Tags: Afghanistan, Neoconservatism, Pakistan, Zbigniew Brzezinski
If Team B is so brilliant what is the USA doing embroiled in its own second Vietnam style war in Afghanistan? or perhaps as your last few paras indicate do they back themselves to be so clever as to be able to win a Vietnam style war (‘assymetric warfare’) now that they understand them better?
A good question Why construct failure for someone else and then do it yourself?
Firstly the success days of ‘team B’ were the 80s and 90 and the world has changed dramatically since then in the geoploitical sense. Secondly America would have seen itself as having few choices after 9/11 From their point of view they had to do something!
Initialy they had success upon their invasion of Afghanistan. However the success was an illusion The Taliban refused to fight on America’s terms and simply dissolved back into the hills- and more importantly back into Pakistan Afghanistan provided Obama with an excuse to exit the absolute disaster of Iraq, however, even at that stage it was never going to be a winnable war Over the last two years this has become obvious and the tracking of this can be seen in US policy. No one in a position of power in America believes they can win the war. What America is desperately doing, is trying to find an exit strtategy. At the moment this seems to revolve around 1 a continuing war of attrition against al Queda and 2 a desperate attempt to find some sort of ally or alliance they can arm and then leave in Afghanistan. So important is this that the once unthinkable option of accepting the Taliban as rulers is no longer out of the question. America is now looking for ‘acceptable’ Taliban with whom they might negotiate (as opposed to ‘unacceptable’ Taliban with whom they wont negotiate) The USA knows it cannot win this war. To win this war it must have a reliable and trust worthy ally in Pakistan and that is just so far from possible as to be politically unthinkable. To win it it must have hundreds of thousands of troops on the ground for many years- and that is politically unthinkable.To win it must poor billions of dollars of reconstruction money into Afghanistan to sustain their victory after they leave. None of this will happen
American planners are deperatly looking for an exit strategy The recent shuffle of the top commander made that very public
Osama bi Laden was unbelievable sucessful in dragging America into a war it did not want to get involved in. It is hard to think of one individual. as opposed to one individual leading a government or army. who has ever had such an effect on a superpower.
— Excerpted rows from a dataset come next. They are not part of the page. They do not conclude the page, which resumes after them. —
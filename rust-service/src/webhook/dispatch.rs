//! Topic dispatch for verified webhooks.
//!
//! ```text
//! WebhookEnvelope → dispatch() → TopicHandler → HandlerResult
//! ```
//!
//! The dispatcher never verifies signatures itself; callers must have
//! checked the envelope first.

use std::collections::HashMap;
use std::sync::Arc;

use serde::Serialize;
use serde_json::Value;
use thiserror::Error;
use tracing::{info, warn};

use super::envelope::WebhookEnvelope;

/// Metadata passed to every handler alongside the parsed body.
#[derive(Debug, Clone, Copy)]
pub struct WebhookContext<'a> {
    pub topic: &'a str,
    pub shop: &'a str,
    pub webhook_id: Option<&'a str>,
}

/// What a handler returns when it accepts a webhook.
#[derive(Debug, Clone, PartialEq, Serialize)]
pub struct Acknowledgement {
    pub message: String,
    #[serde(skip_serializing_if = "Option::is_none")]
    pub details: Option<Value>,
}

impl Acknowledgement {
    pub fn new(message: impl Into<String>) -> Self {
        Self {
            message: message.into(),
            details: None,
        }
    }

    pub fn with_details(mut self, details: Value) -> Self {
        self.details = Some(details);
        self
    }
}

/// Outcome of dispatching one webhook.
#[derive(Debug, Clone, PartialEq)]
pub enum HandlerResult {
    Acknowledged(Acknowledgement),
    /// No handler for the topic. Not an error: callers still acknowledge.
    NotFound,
    /// The body could not be interpreted for its topic
    Rejected(String),
}

#[derive(Debug, Error)]
pub enum HandlerError {
    #[error("payload does not match topic: {0}")]
    Payload(#[from] serde_json::Error),
}

/// Handles the webhooks of one topic.
///
/// Handlers return an acknowledgment value and leave persistence and other
/// slow work to external collaborators.
pub trait TopicHandler: Send + Sync {
    fn handle(&self, ctx: &WebhookContext<'_>, body: Value) -> Result<Acknowledgement, HandlerError>;
}

impl<F> TopicHandler for F
where
    F: Fn(&WebhookContext<'_>, Value) -> Result<Acknowledgement, HandlerError> + Send + Sync,
{
    fn handle(&self, ctx: &WebhookContext<'_>, body: Value) -> Result<Acknowledgement, HandlerError> {
        self(ctx, body)
    }
}

/// Maps topic strings to handlers by exact match.
#[derive(Clone, Default)]
pub struct Dispatcher {
    handlers: HashMap<String, Arc<dyn TopicHandler>>,
}

impl Dispatcher {
    pub fn new() -> Self {
        Self::default()
    }

    /// Register `handler` for `topic`, replacing any previous handler.
    pub fn register<H>(&mut self, topic: impl Into<String>, handler: H) -> &mut Self
    where
        H: TopicHandler + 'static,
    {
        self.handlers.insert(topic.into(), Arc::new(handler));
        self
    }

    pub fn handles(&self, topic: &str) -> bool {
        self.handlers.contains_key(topic)
    }

    /// Registered topics, sorted.
    pub fn topics(&self) -> Vec<&str> {
        let mut topics: Vec<&str> = self.handlers.keys().map(String::as_str).collect();
        topics.sort_unstable();
        topics
    }

    /// Route a verified envelope to its topic handler.
    ///
    /// Unknown topics return [`HandlerResult::NotFound`] without touching the
    /// body. A body that is not JSON, or does not fit the topic's payload,
    /// returns [`HandlerResult::Rejected`].
    pub fn dispatch(&self, envelope: &WebhookEnvelope) -> HandlerResult {
        let handler = match self.handlers.get(envelope.topic.as_str()) {
            Some(h) => h,
            None => {
                info!(topic = %envelope.topic, shop = %envelope.shop, "webhook_topic_unhandled");
                return HandlerResult::NotFound;
            }
        };

        let body: Value = match serde_json::from_slice(&envelope.raw_body) {
            Ok(v) => v,
            Err(e) => {
                warn!(
                    topic = %envelope.topic,
                    shop = %envelope.shop,
                    error = %e,
                    "webhook_body_not_json"
                );
                return HandlerResult::Rejected("malformed JSON payload".to_string());
            }
        };

        let ctx = WebhookContext {
            topic: &envelope.topic,
            shop: &envelope.shop,
            webhook_id: envelope.webhook_id.as_deref(),
        };

        match handler.handle(&ctx, body) {
            Ok(ack) => HandlerResult::Acknowledged(ack),
            Err(e) => {
                warn!(topic = %envelope.topic, shop = %envelope.shop, error = %e, "webhook_handler_rejected");
                HandlerResult::Rejected(e.to_string())
            }
        }
    }
}

#[cfg(test)]
mod tests {
    use super::*;
    use axum::body::Bytes;

    fn envelope(topic: &str, body: &'static [u8]) -> WebhookEnvelope {
        WebhookEnvelope {
            raw_body: Bytes::from_static(body),
            signature_header: None,
            topic: topic.to_string(),
            shop: "test.myshopify.com".to_string(),
            webhook_id: None,
        }
    }

    fn echo_topic(ctx: &WebhookContext<'_>, _body: Value) -> Result<Acknowledgement, HandlerError> {
        Ok(Acknowledgement::new(format!("{} from {}", ctx.topic, ctx.shop)))
    }

    fn replaced(_ctx: &WebhookContext<'_>, _body: Value) -> Result<Acknowledgement, HandlerError> {
        Ok(Acknowledgement::new("replaced"))
    }

    fn numeric_body(_ctx: &WebhookContext<'_>, body: Value) -> Result<Acknowledgement, HandlerError> {
        let id: u64 = serde_json::from_value(body)?;
        Ok(Acknowledgement::new(id.to_string()))
    }

    #[test]
    fn test_dispatch_exact_match() {
        let mut dispatcher = Dispatcher::new();
        dispatcher.register("shop/redact", echo_topic);

        assert_eq!(
            dispatcher.dispatch(&envelope("shop/redact", b"{}")),
            HandlerResult::Acknowledged(Acknowledgement::new("shop/redact from test.myshopify.com"))
        );
        assert_eq!(
            dispatcher.dispatch(&envelope("SHOP/REDACT", b"{}")),
            HandlerResult::NotFound
        );
    }

    #[test]
    fn test_unknown_topic_ignores_body() {
        let dispatcher = Dispatcher::new();
        assert_eq!(
            dispatcher.dispatch(&envelope("products/update", b"not json")),
            HandlerResult::NotFound
        );
        assert_eq!(dispatcher.dispatch(&envelope("", b"{}")), HandlerResult::NotFound);
    }

    #[test]
    fn test_malformed_body_is_rejected() {
        let mut dispatcher = Dispatcher::new();
        dispatcher.register("shop/redact", echo_topic);

        assert!(matches!(
            dispatcher.dispatch(&envelope("shop/redact", b"{not json")),
            HandlerResult::Rejected(_)
        ));
    }

    #[test]
    fn test_handler_error_is_rejected() {
        let mut dispatcher = Dispatcher::new();
        dispatcher.register("orders/create", numeric_body);

        assert!(matches!(
            dispatcher.dispatch(&envelope("orders/create", b"{\"id\": 1}")),
            HandlerResult::Rejected(reason) if reason.starts_with("payload does not match topic")
        ));
    }

    #[test]
    fn test_register_replaces_and_lists_topics() {
        let mut dispatcher = Dispatcher::new();
        dispatcher
            .register("orders/paid", echo_topic)
            .register("app/uninstalled", echo_topic)
            .register("orders/paid", replaced);

        assert_eq!(dispatcher.topics(), vec!["app/uninstalled", "orders/paid"]);
        assert!(dispatcher.handles("orders/paid"));
        assert_eq!(
            dispatcher.dispatch(&envelope("orders/paid", b"{}")),
            HandlerResult::Acknowledged(Acknowledgement::new("replaced"))
        );
    }
}
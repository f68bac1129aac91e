//! HTTP surface of the service.
//!
//! - Receives platform webhooks and verifies their signatures
//! - Serves the tracking-number classification API
//! - Runs the OAuth install flow
//!
//! Handlers stay thin: verification lives in [`signature`], topic handling
//! in [`crate::webhook`], carrier detection in [`crate::carrier`].

pub mod handlers;
pub mod signature;

use axum::{
    routing::{get, post},
    Router,
};
use tower_http::trace::TraceLayer;

pub use handlers::{
    auth_callback, auth_install, classify_json, classify_query, health, webhook_by_path,
    webhook_combined, AppState, HealthResponse, WebhookResponse,
};
pub use signature::{configured_secret, SignatureEncoding};

/// Every route the web binary serves.
pub fn router(state: AppState) -> Router {
    Router::new()
        .route("/health", get(health))
        .route("/webhooks", post(webhook_combined))
        .route("/webhooks/compliance", post(webhook_combined))
        .route("/webhooks/:resource/:event", post(webhook_by_path))
        .route("/api/shopify/webhooks", post(webhook_combined))
        .route("/api/classify", get(classify_query).post(classify_json))
        .route("/auth", get(auth_install))
        .route("/auth/callback", get(auth_callback))
        .layer(TraceLayer::new_for_http())
        .with_state(state)
}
In relation to this two important questions spring to mind. Firstly “What is the price of Human life?” Or should that question be reconstructed as “What is the price of other human lives that equal 3,000 American lives?” Is there a ratio, say 100 Afghans to one US civilian? In which case the important question would be “Who decides?”
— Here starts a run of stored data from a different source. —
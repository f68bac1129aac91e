//! Presentation-ready classification output.
//!
//! Shared by the HTTP classification API and the command-line front end.

use serde::Serialize;

use super::classifier::{normalize, ClassificationResult, Classifier};

/// A classification result enriched with catalog display data.
#[derive(Debug, Clone, PartialEq, Serialize)]
pub struct TrackingMatch {
    #[serde(flatten)]
    pub result: ClassificationResult,
    pub service_name: String,
    pub tracking_url: String,
    /// Grouped form of the number, for display only
    pub display: String,
    pub display_color: String,
}

/// Everything the widget needs to render one lookup.
#[derive(Debug, Clone, PartialEq, Serialize)]
pub struct ClassificationReport {
    pub input: String,
    pub normalized: String,
    pub matched: bool,
    pub best: Option<TrackingMatch>,
    pub results: Vec<TrackingMatch>,
}

impl Classifier {
    /// Classify `input` and attach service name, URL and display format to
    /// every match.
    pub fn report(&self, input: &str) -> ClassificationReport {
        let catalog = self.catalog();
        let results: Vec<TrackingMatch> = self
            .classify(input)
            .into_iter()
            .map(|result| TrackingMatch {
                service_name: catalog.service_name(&result.carrier).to_string(),
                tracking_url: catalog.tracking_url(&result.carrier, &result.normalized),
                display: catalog.format_for_display(&result.normalized, &result.carrier),
                display_color: catalog.display_color(&result.carrier).to_string(),
                result,
            })
            .collect();

        ClassificationReport {
            input: input.to_string(),
            normalized: normalize(input),
            matched: !results.is_empty(),
            best: results.first().cloned(),
            results,
        }
    }
}

#[cfg(test)]
mod tests {
    use super::*;
    use crate::carrier::Catalog;

    #[test]
    fn test_report_for_match() {
        let classifier = Classifier::new(Catalog::builtin()).unwrap();
        let report = classifier.report("1z999aa1234567890");

        assert!(report.matched);
        assert_eq!(report.normalized, "1Z999AA1234567890");

        let best = report.best.unwrap();
        assert_eq!(best.result.carrier, "UPS");
        assert_eq!(best.service_name, "UPS Ground");
        assert_eq!(best.display, "1Z 999 AA1 23 4567 890");
        assert_eq!(
            best.tracking_url,
            "https://www.ups.com/track?tracknum=1Z999AA1234567890"
        );
    }

    #[test]
    fn test_report_for_no_match() {
        let classifier = Classifier::new(Catalog::builtin()).unwrap();
        let report = classifier.report("not-a-tracking-number");

        assert!(!report.matched);
        assert!(report.best.is_none());
        assert!(report.results.is_empty());
        assert_eq!(report.normalized, "NOT-A-TRACKING-NUMBER");
    }

    #[test]
    fn test_report_serializes_flat_results() {
        let classifier = Classifier::new(Catalog::builtin()).unwrap();
        let json = serde_json::to_value(classifier.report("123456789012")).unwrap();

        assert_eq!(json["matched"], true);
        assert_eq!(json["results"][0]["carrier"], "FedEx");
        assert_eq!(json["results"][0]["confidence"], 97);
        assert_eq!(json["results"][0]["display"], "1234 5678 9012");
    }
}
//! Carrier lookups used when presenting a classification.
//!
//! All of these are pure functions of the carrier name and fall back to
//! generic values for carriers the catalog does not know.

use url::form_urlencoded;

use super::catalog::{Catalog, FALLBACK_REGION, FALLBACK_SERVICE_NAME};
use super::classifier::normalize;

const NUMBER_PLACEHOLDER: &str = "{number}";

/// Search page used when a carrier has no tracking URL template.
const FALLBACK_SEARCH_URL: &str = "https://www.google.com/search?q=";

impl Catalog {
    pub fn service_name(&self, carrier: &str) -> &str {
        self.get(carrier)
            .map(|c| c.service_name.as_str())
            .unwrap_or(FALLBACK_SERVICE_NAME)
    }

    pub fn region(&self, carrier: &str) -> &str {
        self.get(carrier)
            .map(|c| c.region.as_str())
            .unwrap_or(FALLBACK_REGION)
    }

    pub fn display_color(&self, carrier: &str) -> &str {
        self.get(carrier)
            .map(|c| c.display_color.as_str())
            .unwrap_or("")
    }

    /// Tracking page for `number` at `carrier`.
    ///
    /// The number is normalized and URL-encoded before substitution. Unknown
    /// carriers, and carriers without a template, get a web search URL.
    pub fn tracking_url(&self, carrier: &str, number: &str) -> String {
        let encoded: String = form_urlencoded::byte_serialize(normalize(number).as_bytes()).collect();

        match self
            .get(carrier)
            .and_then(|c| c.tracking_url_template.as_deref())
        {
            Some(template) => template.replace(NUMBER_PLACEHOLDER, &encoded),
            None => {
                let query: String =
                    form_urlencoded::byte_serialize(format!("{} tracking", carrier).as_bytes())
                        .collect();
                format!("{}{}+{}", FALLBACK_SEARCH_URL, encoded, query)
            }
        }
    }

    /// Split a number into the carrier's customary groups, e.g.
    /// `1Z 999 AA1 01 2345 6784`.
    ///
    /// Purely cosmetic: the result is never used for matching or URLs.
    /// Characters left over after the last declared group form one final
    /// group. Carriers without groups get the normalized number unchanged.
    pub fn format_for_display(&self, number: &str, carrier: &str) -> String {
        let normalized = normalize(number);
        let groups = match self.get(carrier) {
            Some(c) if !c.display_groups.is_empty() => &c.display_groups,
            _ => return normalized,
        };

        let chars: Vec<char> = normalized.chars().collect();
        let mut parts: Vec<String> = Vec::new();
        let mut offset = 0;

        for &size in groups {
            if offset >= chars.len() {
                break;
            }
            let end = (offset + size).min(chars.len());
            parts.push(chars[offset..end].iter().collect());
            offset = end;
        }
        if offset < chars.len() {
            parts.push(chars[offset..].iter().collect());
        }

        parts.join(" ")
    }
}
Secondly “What happens when America leaves?” Will ‘the Left’, ‘Humanitarians’, the UN, ‘Liberals’, ‘Feminists’ all be calling for foreign intervention to fix the disaster that could be Afghanistan in 2015.
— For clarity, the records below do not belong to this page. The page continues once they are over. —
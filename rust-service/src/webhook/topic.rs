//! Webhook topics this service subscribes to.

use std::fmt;

/// A known webhook topic.
#[derive(Debug, Clone, Copy, PartialEq, Eq, Hash)]
pub enum Topic {
    CustomersDataRequest,
    CustomersRedact,
    ShopRedact,
    OrdersCreate,
    OrdersPaid,
    OrdersFulfilled,
    AppUninstalled,
}

impl Topic {
    pub const ALL: [Topic; 7] = [
        Topic::CustomersDataRequest,
        Topic::CustomersRedact,
        Topic::ShopRedact,
        Topic::OrdersCreate,
        Topic::OrdersPaid,
        Topic::OrdersFulfilled,
        Topic::AppUninstalled,
    ];

    /// The topic string exactly as the platform sends it.
    pub fn as_str(&self) -> &'static str {
        match self {
            Topic::CustomersDataRequest => "customers/data_request",
            Topic::CustomersRedact => "customers/redact",
            Topic::ShopRedact => "shop/redact",
            Topic::OrdersCreate => "orders/create",
            Topic::OrdersPaid => "orders/paid",
            Topic::OrdersFulfilled => "orders/fulfilled",
            Topic::AppUninstalled => "app/uninstalled",
        }
    }

    /// Exact, case-sensitive lookup.
    pub fn parse(topic: &str) -> Option<Topic> {
        Self::ALL.into_iter().find(|t| t.as_str() == topic)
    }

    /// Mandatory privacy topics. These are configured in the app settings
    /// rather than subscribed per shop.
    pub fn is_compliance(&self) -> bool {
        matches!(
            self,
            Topic::CustomersDataRequest | Topic::CustomersRedact | Topic::ShopRedact
        )
    }
}

impl fmt::Display for Topic {
    fn fmt(&self, f: &mut fmt::Formatter<'_>) -> fmt::Result {
        f.write_str(self.as_str())
    }
}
Will comment more later – there’s pizza needs eating…
But you’ve struck on the major chord of my MA. I looked at the fight over Missile Estimates during the 1990s to justify continuing with National Missile Defense. In many important respects (including many of the people involved) it was a re-run of the A Team/ B Team fights of preceding decades.
Don’t, for the love of god, get me started about Iraq’s WMD…
Bill,
See my comments on “part one”.
I think the key person you fail to mention in this narrative is Don Rumsfeld. He was SECDEF when the competitive estimates from the A-Team/B-Team era were begun, and his career since is, I think, at least as important as Brezinzki’s in getting the US into trouble.